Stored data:

•••••

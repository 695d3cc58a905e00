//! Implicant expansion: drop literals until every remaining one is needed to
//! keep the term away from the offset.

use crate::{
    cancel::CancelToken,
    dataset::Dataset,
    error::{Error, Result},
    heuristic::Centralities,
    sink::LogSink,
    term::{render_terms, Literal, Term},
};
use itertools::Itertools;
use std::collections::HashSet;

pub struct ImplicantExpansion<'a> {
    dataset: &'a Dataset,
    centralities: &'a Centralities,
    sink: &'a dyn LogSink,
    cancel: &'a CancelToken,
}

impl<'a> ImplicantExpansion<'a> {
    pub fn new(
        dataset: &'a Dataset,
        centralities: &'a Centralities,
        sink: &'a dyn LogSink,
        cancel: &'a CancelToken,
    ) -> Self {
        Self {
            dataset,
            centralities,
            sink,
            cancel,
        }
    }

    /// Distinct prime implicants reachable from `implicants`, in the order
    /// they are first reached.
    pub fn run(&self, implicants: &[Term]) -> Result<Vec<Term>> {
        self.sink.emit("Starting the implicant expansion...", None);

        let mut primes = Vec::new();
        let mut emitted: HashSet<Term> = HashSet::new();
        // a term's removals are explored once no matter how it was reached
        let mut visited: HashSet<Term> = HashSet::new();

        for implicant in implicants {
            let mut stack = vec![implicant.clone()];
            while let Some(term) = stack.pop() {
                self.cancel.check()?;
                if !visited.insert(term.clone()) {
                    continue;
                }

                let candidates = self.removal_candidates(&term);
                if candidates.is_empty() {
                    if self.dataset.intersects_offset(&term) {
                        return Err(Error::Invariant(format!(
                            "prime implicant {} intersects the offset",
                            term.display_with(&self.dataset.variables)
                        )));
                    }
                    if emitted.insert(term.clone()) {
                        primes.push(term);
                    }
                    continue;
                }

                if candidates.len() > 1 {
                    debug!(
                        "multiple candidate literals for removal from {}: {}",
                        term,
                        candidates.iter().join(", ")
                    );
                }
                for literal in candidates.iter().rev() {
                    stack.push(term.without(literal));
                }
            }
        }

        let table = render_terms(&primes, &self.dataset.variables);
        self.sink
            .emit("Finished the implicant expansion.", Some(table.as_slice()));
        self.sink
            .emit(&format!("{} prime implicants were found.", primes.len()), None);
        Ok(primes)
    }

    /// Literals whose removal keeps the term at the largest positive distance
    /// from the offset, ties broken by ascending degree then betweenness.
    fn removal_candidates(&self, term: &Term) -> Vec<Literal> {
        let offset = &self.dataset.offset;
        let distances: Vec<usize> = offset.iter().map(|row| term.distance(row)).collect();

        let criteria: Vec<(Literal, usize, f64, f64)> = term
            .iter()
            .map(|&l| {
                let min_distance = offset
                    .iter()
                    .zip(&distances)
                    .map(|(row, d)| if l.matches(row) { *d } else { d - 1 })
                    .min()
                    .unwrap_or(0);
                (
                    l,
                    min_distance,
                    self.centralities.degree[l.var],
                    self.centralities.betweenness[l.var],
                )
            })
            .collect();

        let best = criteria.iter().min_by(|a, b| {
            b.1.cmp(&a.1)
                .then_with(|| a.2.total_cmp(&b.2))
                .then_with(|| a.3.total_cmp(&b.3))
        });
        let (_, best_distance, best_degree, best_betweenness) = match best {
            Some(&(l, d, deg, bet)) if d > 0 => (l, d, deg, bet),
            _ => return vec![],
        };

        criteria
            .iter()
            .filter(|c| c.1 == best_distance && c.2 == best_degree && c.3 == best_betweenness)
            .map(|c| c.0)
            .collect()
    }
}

•••••

Requirement: All entries are to be output exactly as they stand.

Answer space:
repository 695d3cc58a905e00
//! Implicant expansion: drop literals until every remaining one is needed to
//! keep the term away from the offset.

use crate::{
    cancel::CancelToken,
    dataset::Dataset,
    error::{Error, Result},
    heuristic::Centralities,
    sink::LogSink,
    term::{render_terms, Literal, Term},
};
use itertools::Itertools;
use std::collections::HashSet;

pub struct ImplicantExpansion<'a> {
    dataset: &'a Dataset,
    centralities: &'a Centralities,
    sink: &'a dyn LogSink,
    cancel: &'a CancelToken,
}

impl<'a> ImplicantExpansion<'a> {
    pub fn new(
        dataset: &'a Dataset,
        centralities: &'a Centralities,
        sink: &'a dyn LogSink,
        cancel: &'a CancelToken,
    ) -> Self {
        Self {
            dataset,
            centralities,
            sink,
            cancel,
        }
    }

    /// Distinct prime implicants reachable from `implicants`, in the order
    /// they are first reached.
    pub fn run(&self, implicants: &[Term]) -> Result<Vec<Term>> {
        self.sink.emit("Starting the implicant expansion...", None);

        let mut primes = Vec::new();
        let mut emitted: HashSet<Term> = HashSet::new();
        // a term's removals are explored once no matter how it was reached
        let mut visited: HashSet<Term> = HashSet::new();

        for implicant in implicants {
            let mut stack = vec![implicant.clone()];
            while let Some(term) = stack.pop() {
                self.cancel.check()?;
                if !visited.insert(term.clone()) {
                    continue;
                }

                let candidates = self.removal_candidates(&term);
                if candidates.is_empty() {
                    if self.dataset.intersects_offset(&term) {
                        return Err(Error::Invariant(format!(
                            "prime implicant {} intersects the offset",
                            term.display_with(&self.dataset.variables)
                        )));
                    }
                    if emitted.insert(term.clone()) {
                        primes.push(term);
                    }
                    continue;
                }

                if candidates.len() > 1 {
                    debug!(
                        "multiple candidate literals for removal from {}: {}",
                        term,
                        candidates.iter().join(", ")
                    );
                }
                for literal in candidates.iter().rev() {
                    stack.push(term.without(literal));
                }
            }
        }

        let table = render_terms(&primes, &self.dataset.variables);
        self.sink
            .emit("Finished the implicant expansion.", Some(table.as_slice()));
        self.sink
            .emit(&format!("{} prime implicants were found.", primes.len()), None);
        Ok(primes)
    }

    /// Literals whose removal keeps the term at the largest positive distance
    /// from the offset, ties broken by ascending degree then betweenness.
    fn removal_candidates(&self, term: &Term) -> Vec<Literal> {
        let offset = &self.dataset.offset;
        let distances: Vec<usize> = offset.iter().map(|row| term.distance(row)).collect();

        let criteria: Vec<(Literal, usize, f64, f64)> = term
            .iter()
            .map(|&l| {
                let min_distance = offset
                    .iter()
                    .zip(&distances)
                    .map(|(row, d)| if l.matches(row) { *d } else { d - 1 })
                    .min()
                    .unwrap_or(0);
                (
                    l,
                    min_distance,
                    self.centralities.degree[l.var],
                    self.centralities.betweenness[l.var],
                )
            })
            .collect();

        let best = criteria.iter().min_by(|a, b| {
            b.1.cmp(&a.1)
                .then_with(|| a.2.total_cmp(&b.2))
                .then_with(|| a.3.total_cmp(&b.3))
        });
        let (_, best_distance, best_degree, best_betweenness) = match best {
            Some(&(l, d, deg, bet)) if d > 0 => (l, d, deg, bet),
            _ => return vec![],
        };

        criteria
            .iter()
            .filter(|c| c.1 == best_distance && c.2 == best_degree && c.3 == best_betweenness)
            .map(|c| c.0)
            .collect()
    }
}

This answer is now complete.